(Collected data)

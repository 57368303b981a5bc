//! Shared logging utilities for consistent tracing across the workspace

use chrono::{DateTime, Utc};
use tracing::{error, info};

use crate::types::SessionId;

/// Build the `EnvFilter` directive string for a base level
pub fn filter_directives(log_level: Option<&str>) -> String {
    let base_level = log_level.unwrap_or("info");
    format!("lottery={base_level},shared={base_level}")
}

/// Initialize tracing subscriber with an optional log level
///
/// Safe to call more than once; later calls leave the first subscriber in place.
pub fn init_tracing_with_level(log_level: Option<&str>) {
    use tracing_subscriber::{EnvFilter, fmt};

    let directives = filter_directives(log_level);

    let _ = fmt()
        .with_env_filter(EnvFilter::new(&directives))
        .with_target(false)
        .with_thread_ids(false)
        .with_file(false)
        .with_line_number(false)
        .with_writer(std::io::stderr)
        .try_init();
}

/// Get formatted timestamp for consistent logging
pub fn format_timestamp() -> String {
    let now: DateTime<Utc> = Utc::now();
    now.format("%H:%M:%S%.3f").to_string()
}

/// Macro for session-aware info logging
#[macro_export]
macro_rules! session_info {
    ($session_id:expr, $($arg:tt)*) => {
        tracing::info!(
            session = %$session_id,
            timestamp = $crate::logging::format_timestamp(),
            $($arg)*
        );
    };
}

/// Macro for session-aware warning logging
#[macro_export]
macro_rules! session_warn {
    ($session_id:expr, $($arg:tt)*) => {
        tracing::warn!(
            session = %$session_id,
            timestamp = $crate::logging::format_timestamp(),
            $($arg)*
        );
    };
}

/// Macro for session-aware debug logging
#[macro_export]
macro_rules! session_debug {
    ($session_id:expr, $($arg:tt)*) => {
        tracing::debug!(
            session = %$session_id,
            timestamp = $crate::logging::format_timestamp(),
            $($arg)*
        );
    };
}

/// Contextual logging helper for startup messages
pub fn log_startup(session_id: &SessionId, details: &str) {
    info!(
        session = %session_id,
        timestamp = format_timestamp(),
        "🚀 Starting {}",
        details
    );
}

/// Contextual logging helper for error conditions
pub fn log_error(session_id: &SessionId, context: &str, error: &dyn std::fmt::Display) {
    error!(
        session = %session_id,
        timestamp = format_timestamp(),
        error = %error,
        "❌ {} failed: {}",
        context,
        error
    );
}

/// Contextual logging helper for success conditions
pub fn log_success(session_id: &SessionId, message: &str) {
    info!(
        session = %session_id,
        timestamp = format_timestamp(),
        "✅ {}",
        message
    );
}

What you should do: An exact copy of every record is what the answer must contain.

Your solution:
repository 57368303b981a5bc
//! Shared logging utilities for consistent tracing across the workspace

use chrono::{DateTime, Utc};
use tracing::{error, info};

use crate::types::SessionId;

/// Build the `EnvFilter` directive string for a base level
pub fn filter_directives(log_level: Option<&str>) -> String {
    let base_level = log_level.unwrap_or("info");
    format!("lottery={base_level},shared={base_level}")
}

/// Initialize tracing subscriber with an optional log level
///
/// Safe to call more than once; later calls leave the first subscriber in place.
pub fn init_tracing_with_level(log_level: Option<&str>) {
    use tracing_subscriber::{EnvFilter, fmt};

    let directives = filter_directives(log_level);

    let _ = fmt()
        .with_env_filter(EnvFilter::new(&directives))
        .with_target(false)
        .with_thread_ids(false)
        .with_file(false)
        .with_line_number(false)
        .with_writer(std::io::stderr)
        .try_init();
}

/// Get formatted timestamp for consistent logging
pub fn format_timestamp() -> String {
    let now: DateTime<Utc> = Utc::now();
    now.format("%H:%M:%S%.3f").to_string()
}

/// Macro for session-aware info logging
#[macro_export]
macro_rules! session_info {
    ($session_id:expr, $($arg:tt)*) => {
        tracing::info!(
            session = %$session_id,
            timestamp = $crate::logging::format_timestamp(),
            $($arg)*
        );
    };
}

/// Macro for session-aware warning logging
#[macro_export]
macro_rules! session_warn {
    ($session_id:expr, $($arg:tt)*) => {
        tracing::warn!(
            session = %$session_id,
            timestamp = $crate::logging::format_timestamp(),
            $($arg)*
        );
    };
}

/// Macro for session-aware debug logging
#[macro_export]
macro_rules! session_debug {
    ($session_id:expr, $($arg:tt)*) => {
        tracing::debug!(
            session = %$session_id,
            timestamp = $crate::logging::format_timestamp(),
            $($arg)*
        );
    };
}

/// Contextual logging helper for startup messages
pub fn log_startup(session_id: &SessionId, details: &str) {
    info!(
        session = %session_id,
        timestamp = format_timestamp(),
        "🚀 Starting {}",
        details
    );
}

/// Contextual logging helper for error conditions
pub fn log_error(session_id: &SessionId, context: &str, error: &dyn std::fmt::Display) {
    error!(
        session = %session_id,
        timestamp = format_timestamp(),
        error = %error,
        "❌ {} failed: {}",
        context,
        error
    );
}

/// Contextual logging helper for success conditions
pub fn log_success(session_id: &SessionId, message: &str) {
    info!(
        session = %session_id,
        timestamp = format_timestamp(),
        "✅ {}",
        message
    );
}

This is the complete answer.